* [Problem details] In the records below, find the line that contains "(Some(bs), Some(be)) =>" and the line that contains "if time.second() != 0", then retype exactly those two lines and every line between them.

____ Available records

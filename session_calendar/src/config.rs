//! Calendar configuration: parsing, normalization, and presets.
//!
//! This module defines the TOML shape of one exchange calendar:
//! - Name and IANA timezone
//! - Local open/close times and an optional break (`"HH:MM"` or `"HH:MM:SS"`)
//! - Covered date range (`YYYY-MM-DD`, inclusive) and a maximum span guard
//! - Weekly closed days (defaults to Saturday + Sunday)
//!
//! Key behaviors:
//! - Normalization trims and uppercases the name, parses the timezone and times,
//!   and de-duplicates weekend days.
//! - Times must be whole minutes; the engine has minute resolution.
//! - `break_start` and `break_end` come as a pair or not at all.
//!
//! Entrypoints:
//! - Parse + normalize from a TOML string: [`load_config_str`]
//! - Parse + normalize from a file path: [`load_config_path`]
//! - Normalize an already deserialized [`CalendarCfg`]: [`normalize_config`]
//! - The Shanghai/Shenzhen preset: [`CalendarConfig::shsz`]

use anyhow::Context;
use chrono::{Duration, NaiveDate, NaiveTime, Timelike, Utc, Weekday};
use chrono_tz::Tz;
use serde::{Deserialize, Serialize};

use crate::error::{CalendarError, CalendarResult};
use crate::schedule::LocalSessionTimes;
use crate::sessions::WeeklyPattern;
use crate::tz::parse_tz;

/// Default cap on the covered range, in days (about a century).
pub const DEFAULT_MAX_SPAN_DAYS: u32 = 36_600;

/// Raw TOML payload for one calendar.
#[derive(Debug, Clone, Deserialize, Serialize)]
#[serde(deny_unknown_fields)]
pub struct CalendarCfg {
    /// Short calendar name (e.g. "SHSZ").
    pub name: String,
    /// IANA timezone (e.g. "Asia/Shanghai").
    pub timezone: String,
    /// Local open time.
    pub open: String,
    /// Local close time.
    pub close: String,
    /// Local break start, paired with `break_end`.
    pub break_start: Option<String>,
    /// Local break end, paired with `break_start`.
    pub break_end: Option<String>,
    /// First date covered (inclusive).
    pub start: NaiveDate,
    /// Last date covered (inclusive).
    pub end: NaiveDate,
    /// Weekdays the market is always closed ("Sat", "Sunday", ...).
    #[serde(default = "default_weekend")]
    pub weekend: Vec<String>,
    /// Upper bound on `end - start + 1`, in days.
    #[serde(default = "default_max_span_days")]
    pub max_span_days: u32,
}

fn default_weekend() -> Vec<String> {
    vec!["Sat".into(), "Sun".into()]
}

fn default_max_span_days() -> u32 {
    DEFAULT_MAX_SPAN_DAYS
}

/// Validated calendar configuration.
#[derive(Debug, Clone, PartialEq, Eq)]
pub struct CalendarConfig {
    /// Normalized (trimmed, uppercase) name.
    pub name: String,
    /// First date covered (inclusive).
    pub start: NaiveDate,
    /// Last date covered (inclusive).
    pub end: NaiveDate,
    /// Local session structure.
    pub times: LocalSessionTimes,
    /// Weekly closed days.
    pub weekend: WeeklyPattern,
    /// Span guard in days.
    pub max_span_days: u32,
}

impl CalendarConfig {
    /// Assemble and validate a configuration.
    ///
    /// Errors:
    /// - [`CalendarError::Configuration`] for an empty name, `start > end`, or a
    ///   span above `max_span_days`.
    pub fn new(
        name: impl Into<String>,
        start: NaiveDate,
        end: NaiveDate,
        times: LocalSessionTimes,
        weekend: WeeklyPattern,
        max_span_days: u32,
    ) -> CalendarResult<Self> {
        let config = Self {
            name: name.into().trim().to_uppercase(),
            start,
            end,
            times,
            weekend,
            max_span_days,
        };
        config.validate()?;
        Ok(config)
    }

    /// Re-check the name and range invariants.
    ///
    /// Also run by [`crate::ExchangeCalendar::new`], so configs assembled with
    /// struct literals or field edits are held to the same rules.
    ///
    /// Errors:
    /// - [`CalendarError::Configuration`] for an empty name, `start > end`, or a
    ///   span above `max_span_days`.
    pub fn validate(&self) -> CalendarResult<()> {
        let (start, end, max_span_days) = (self.start, self.end, self.max_span_days);
        if self.name.trim().is_empty() {
            return Err(CalendarError::config("calendar name cannot be empty"));
        }
        if start > end {
            return Err(CalendarError::config(format!("start {start} is after end {end}")));
        }
        let span_days = (end - start).num_days() + 1;
        if span_days > i64::from(max_span_days) {
            return Err(CalendarError::config(format!(
                "range {start}..={end} spans {span_days} days, above the maximum of {max_span_days}"
            )));
        }
        Ok(())
    }

    /// Shanghai/Shenzhen A-share market over `[start, end]`.
    ///
    /// 09:31-11:30 and 13:01-15:00 Asia/Shanghai, closed Saturday and Sunday.
    pub fn shsz(start: NaiveDate, end: NaiveDate) -> CalendarResult<Self> {
        let t = |h, m| NaiveTime::from_hms_opt(h, m, 0).ok_or_else(|| CalendarError::config("bad preset time"));
        let times = LocalSessionTimes::new(
            chrono_tz::Asia::Shanghai,
            t(9, 31)?,
            t(15, 0)?,
            Some((t(11, 30)?, t(13, 1)?)),
        )?;
        Self::new(
            "SHSZ",
            start,
            end,
            times,
            WeeklyPattern::saturday_sunday(),
            DEFAULT_MAX_SPAN_DAYS,
        )
    }

    /// [`CalendarConfig::shsz`] from the first exchange trading day (1990-12-19)
    /// through one year after today (UTC).
    pub fn shsz_default() -> CalendarResult<Self> {
        let start = NaiveDate::from_ymd_opt(1990, 12, 19)
            .ok_or_else(|| CalendarError::config("bad preset start"))?;
        let end = Utc::now().date_naive() + Duration::days(365);
        Self::shsz(start, end)
    }

    /// Market timezone.
    pub fn tz(&self) -> Tz {
        self.times.tz()
    }
}

/// Validate and convert a raw [`CalendarCfg`].
///
/// Errors:
/// - Unknown timezone, unparsable or sub-minute times, a half-specified break,
///   unknown weekday names, session ordering, and range checks (see
///   [`CalendarConfig::new`]).
pub fn normalize_config(cfg: &CalendarCfg) -> CalendarResult<CalendarConfig> {
    let tz = parse_tz(&cfg.timezone)?;
    let open = parse_session_time("open", &cfg.open)?;
    let close = parse_session_time("close", &cfg.close)?;
    let lunch = match (&cfg.break_start, &cfg.break_end) {
        (Some(bs), Some(be)) => Some((
            parse_session_time("break_start", bs)?,
            parse_session_time("break_end", be)?,
        )),
        (None, None) => None,
        _ => {
            return Err(CalendarError::config(
                "break_start and break_end must be given together",
            ));
        }
    };
    let times = LocalSessionTimes::new(tz, open, close, lunch)?;

    let mut weekend = Vec::with_capacity(cfg.weekend.len());
    for raw in &cfg.weekend {
        let day: Weekday = raw
            .trim()
            .parse()
            .map_err(|_| CalendarError::config(format!("unknown weekday in weekend: {raw}")))?;
        weekend.push(day);
    }

    CalendarConfig::new(
        &cfg.name,
        cfg.start,
        cfg.end,
        times,
        WeeklyPattern::from_weekdays(weekend),
        cfg.max_span_days,
    )
}

fn parse_session_time(field: &str, raw: &str) -> CalendarResult<NaiveTime> {
    let s = raw.trim();
    let time = NaiveTime::parse_from_str(s, "%H:%M")
        .or_else(|_| NaiveTime::parse_from_str(s, "%H:%M:%S"))
        .map_err(|_| CalendarError::config(format!("{field}: cannot parse time '{raw}'")))?;
    if time.second() != 0 || time.nanosecond() != 0 {
        return Err(CalendarError::config(format!(
            "{field}: '{raw}' is not a whole minute"
        )));
    }
    Ok(time)
}

/// Parse and normalize a calendar from a TOML string.
///
/// Errors:
/// - TOML parse failures
/// - Normalization errors (see [`normalize_config`])
pub fn load_config_str(toml_str: &str) -> anyhow::Result<CalendarConfig> {
    let cfg: CalendarCfg = toml::from_str(toml_str).context("failed to parse calendar TOML")?;
    let config = normalize_config(&cfg).context("normalize_config failed")?;
    tracing::debug!(
        name = %config.name,
        tz = config.tz().name(),
        start = %config.start,
        end = %config.end,
        "loaded calendar config"
    );
    Ok(config)
}

/// Read a calendar TOML file from disk, parse, and normalize it.
///
/// See [`load_config_str`] for details on parsing and normalization.
pub fn load_config_path(path: impl AsRef<std::path::Path>) -> anyhow::Result<CalendarConfig> {
    let text = std::fs::read_to_string(path.as_ref())
        .with_context(|| format!("read calendar config {}", path.as_ref().display()))?;
    load_config_str(&text)
}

________

* [Problem solution]
        (Some(bs), Some(be)) => Some((
            parse_session_time("break_start", bs)?,
            parse_session_time("break_end", be)?,
        )),
        (None, None) => None,
        _ => {
            return Err(CalendarError::config(
                "break_start and break_end must be given together",
            ));
        }
    };
    let times = LocalSessionTimes::new(tz, open, close, lunch)?;

    let mut weekend = Vec::with_capacity(cfg.weekend.len());
    for raw in &cfg.weekend {
        let day: Weekday = raw
            .trim()
            .parse()
            .map_err(|_| CalendarError::config(format!("unknown weekday in weekend: {raw}")))?;
        weekend.push(day);
    }

    CalendarConfig::new(
        &cfg.name,
        cfg.start,
        cfg.end,
        times,
        WeeklyPattern::from_weekdays(weekend),
        cfg.max_span_days,
    )
}

fn parse_session_time(field: &str, raw: &str) -> CalendarResult<NaiveTime> {
    let s = raw.trim();
    let time = NaiveTime::parse_from_str(s, "%H:%M")
        .or_else(|_| NaiveTime::parse_from_str(s, "%H:%M:%S"))
        .map_err(|_| CalendarError::config(format!("{field}: cannot parse time '{raw}'")))?;
    if time.second() != 0 || time.nanosecond() != 0 {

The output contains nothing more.